Together, the texts and images not only bring into focus Gummer’s wide-ranging formal achievements, they also explore his thinking, which looks to both the past and the future. Gummer’s sculpture clearly reflects the dominant, strongly Minimal themes of his generation, squeezing as much meaning as possible out of the simplest of forms. Some of his works, particularly those employing curved planes of slats, feel like offshoots of a still-living Modernism. A number of pieces from the early 1970s involving rocks balanced or suspended from wires would seem to respond to the spirit of the time some 50 years ago, but Gummer revived their themes much later—in large-scale permanent outdoor installations such as Primary Separation (2005, MASS MoCA), Equator (2011, Seven Bridges Foundation). Frontier (2017, U.S. Embassy, Moscow) marks another avenue of this thread of exploration. 
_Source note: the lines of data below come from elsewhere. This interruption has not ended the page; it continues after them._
impl SettlementScheduler {
    pub fn new(
        config: SettlementScheduleConfig,
        locks: Arc<dyn LockService>,
        payments: Arc<dyn PaymentQuery>,
        writer: Arc<SettlementWriter>,
        notifier: Arc<dyn FailureNotifier>,
    ) -> Self {
        Self {
            config,
            locks,
            payments,
            writer,
            notifier,
        }
    }

    /// Start the settlement scheduler (runs in background)
    pub fn start(self: &Arc<Self>) -> JoinHandle<()> {
        let scheduler = self.clone();

        tokio::spawn(async move {
            match scheduler.config.frequency {
                SettlementFrequency::Daily { execution_hour } => {
                    scheduler.run_daily_scheduler(execution_hour).await
                }
                SettlementFrequency::Interval { every } => {
                    scheduler.run_interval_scheduler(every).await
                }
            }
        })
    }

    /// Entry point for one tick. Safe to call while another instance holds the lock.
    pub async fn run_once(&self) -> AppResult<RunOutcome> {
        self.run_once_at(Utc::now()).await
    }

    pub async fn run_once_at(&self, now: DateTime<Utc>) -> AppResult<RunOutcome> {
        let lease = self.config.lock_lease;

        let token = match self.locks.acquire(&self.config.lock_name, lease).await? {
            Some(token) => token,
            None => {
                info!(
                    "⏭️ Settlement lock {} held elsewhere, skipping tick",
                    self.config.lock_name
                );
                return Ok(RunOutcome::Skipped);
            }
        };

        debug!("🔒 Acquired {} until {}", token.name, token.locked_until);

        let critical = AssertUnwindSafe(self.settle(now)).catch_unwind();
        let result = match tokio::time::timeout(lease, critical).await {
            Ok(Ok(result)) => result,
            Ok(Err(panic)) => Err(SettlementError::Panicked(panic_message(panic.as_ref())).into()),
            Err(_) => Err(SettlementError::LeaseExceeded {
                lease_secs: lease.as_secs(),
            }
            .into()),
        };

        if let Err(e) = self.locks.release(&token).await {
            error!("❌ Failed to release settlement lock {}: {:?}", token.name, e);
        } else {
            debug!("🔓 Released {}", token.name);
        }

        result
    }

    /// Query, aggregate and write one settlement day. Runs under the lock.
    async fn settle(&self, now: DateTime<Utc>) -> AppResult<RunOutcome> {
        let started = Instant::now();
        let window = SettlementWindow::previous_day(now, self.config.utc_offset_hours)?;

        info!(
            "🔄 Starting settlement for {} ({} .. {})",
            window.settlement_date,
            window.start,
            window.end_inclusive()
        );

        let payments = self
            .payments
            .find(PaymentStatus::Paid, window.start, window.end)
            .await
            .map_err(|e| SettlementError::Query(e.to_string()))?;

        let settlements = aggregate(&payments);
        info!(
            "📊 Aggregated {} payments into {} partner settlements",
            payments.len(),
            settlements.len()
        );

        let written = self.writer.write(&settlements, window.settlement_date).await;
        let elapsed_ms = started.elapsed().as_millis() as u64;

        match written {
            Ok(result) => {
                info!(
                    "✓ Settlement for {} completed in {} ms",
                    window.settlement_date, elapsed_ms
                );
                Ok(RunOutcome::Completed(RunReport {
                    settlement_date: window.settlement_date,
                    window,
                    payment_count: payments.len(),
                    partner_count: settlements.len(),
                    rows_written: result.written_rows(),
                    elapsed_ms,
                }))
            }
            Err(e) => {
                error!(
                    "❌ Settlement for {} failed after {} ms: {}",
                    window.settlement_date, elapsed_ms, e
                );
                let failed = e.failed_partner_ids();
                if !failed.is_empty() {
                    self.notify_failure(window.settlement_date, failed).await;
                }
                Err(e.into())
            }
        }
    }

    async fn notify_failure(&self, settlement_date: chrono::NaiveDate, failed: &[i64]) {
        let notified = tokio::time::timeout(
            self.config.notify_timeout,
            self.notifier.notify(settlement_date, failed),
        )
        .await;

        match notified {
            Ok(Ok(())) => {}
            Ok(Err(e)) => warn!("⚠️ Settlement failure notification failed: {}", e),
            Err(_) => warn!(
                "⚠️ Settlement failure notification timed out after {:?}",
                self.config.notify_timeout
            ),
        }
    }

    async fn run_tick(&self) {
        match self.run_once().await {
            Ok(RunOutcome::Skipped) => {}
            Ok(RunOutcome::Completed(report)) => info!(
                "✓ Settlement cycle completed: {} rows for {}",
                report.rows_written, report.settlement_date
            ),
            Err(e) => error!("❌ Settlement cycle failed: {}", e),
        }
    }

    /// Daily scheduler - runs once per day at configured hour
    async fn run_daily_scheduler(&self, execution_hour: u32) {
        let mut last_slot: Option<DateTime<Utc>> = None;

        loop {
            let now = Utc::now();
            let Some(next_execution) = Self::next_daily_slot(now, execution_hour, last_slot) else {
                error!("❌ Invalid settlement execution hour {}, scheduler stopped", execution_hour);
                return;
            };

            info!(
                "⏰ Next settlement scheduled for: {} UTC",
                next_execution.format("%Y-%m-%d %H:%M:%S")
            );

            // negative once the slot is reached
            if let Ok(wait) = next_execution.signed_duration_since(now).to_std() {
                tokio::time::sleep(wait).await;
            }

            self.run_tick().await;
            last_slot = Some(next_execution);
        }
    }

    /// Next daily slot, strictly after the slot that last ran
    fn next_daily_slot(
        now: DateTime<Utc>,
        execution_hour: u32,
        last_slot: Option<DateTime<Utc>>,
    ) -> Option<DateTime<Utc>> {
        let next = Self::calculate_next_daily_execution(now, execution_hour)?;
        match last_slot {
            Some(last) if next <= last => Self::calculate_next_daily_execution(last, execution_hour),
            _ => Some(next),
        }
    }

    /// Interval scheduler - ticks never overlap, late ticks are dropped
    async fn run_interval_scheduler(&self, every: Duration) {
        let mut interval = interval(every);
        interval.set_missed_tick_behavior(MissedTickBehavior::Skip);

        loop {
            interval.tick().await;
            self.run_tick().await;
        }
    }

    /// Calculate next daily execution time
    fn calculate_next_daily_execution(now: DateTime<Utc>, execution_hour: u32) -> Option<DateTime<Utc>> {
        let today = Utc.from_utc_datetime(&now.date_naive().and_hms_opt(execution_hour, 0, 0)?);

        // If execution time has passed today, schedule for tomorrow
        if today <= now {
            let tomorrow = now.date_naive().succ_opt()?;
            Some(Utc.from_utc_datetime(&tomorrow.and_hms_opt(execution_hour, 0, 0)?))
        } else {
            Some(today)
        }
    }
}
Much of Gummer’s work is large-scale public art. These sculptures, such as the monumental steel Cindy’s Song (2015), created for the Indiana University music school in Bloomington, are meant for more than visual appreciation; they are also intended for physical interaction. The public meaningfulness of Gummer’s work becomes clear in the illustrations; indeed, this aspect of his sculpture—its relation to public, outdoor space—might well have been the subject of another essay. These works emphasize Gummer’s willingness to experiment with different ways of making sculpture.

As evidenced by the numerous images of sculptures set among trees, beside streams, and next to buildings, Gummer’s work is frequently about relations to the world outdoors, both manmade and natural. The dialogue between artistic and natural form becomes an unexpected and telling theme. Gummer is not an ecological sculptor, and his works are not about natural materials, yet when his sculptures are placed in nature, their slim, upward-curving lines begin to play off organic forms and chunky architectonic compositions take on the presence of built structures. Culture and nature merge in an equality of meaningfulness, distinct yet in conversation. 

Gummer’s drawings communicate his command of design, as well as his understanding of the medium in relation to sculpture. Wolk-Simon is particularly good at describing the remarkable energy of the two-dimensional works. The drawings not only act as a guide to Gummer’s better-known sculptural works, they also function as a body of work in their own right. Because they are meant to help us understand the three-dimensional pieces, as well as stand alone as independent works of art, the drawings possess a multiplicity of purpose that makes them particularly interesting. When we look at Silk Circle (1981), we can find the slightly curving horizontal lines in both two and three dimensions. If we regard the drawing first, we recognize the importance of linear expression in relation to the body of the form. It seems that Gummer works more with line than volume, which emphasizes his affinity for flat planes determined by straight lines rather than bulging curves (although the latter also occur). 

Gummer’s commitment to the studio, and what comes forth from that space, revives an appreciation for work whose catalyst is visually rather than socially driven—we trust his visual impulse, its capacity to involve and delight. The book’s three essays, which do an excellent job of exploring Gummer’s major themes, make it clear that the greatest attention must be paid to the forms and subject matter at the heart of the artist’s work. This is a fine volume that helps us to understand a fine sculptor.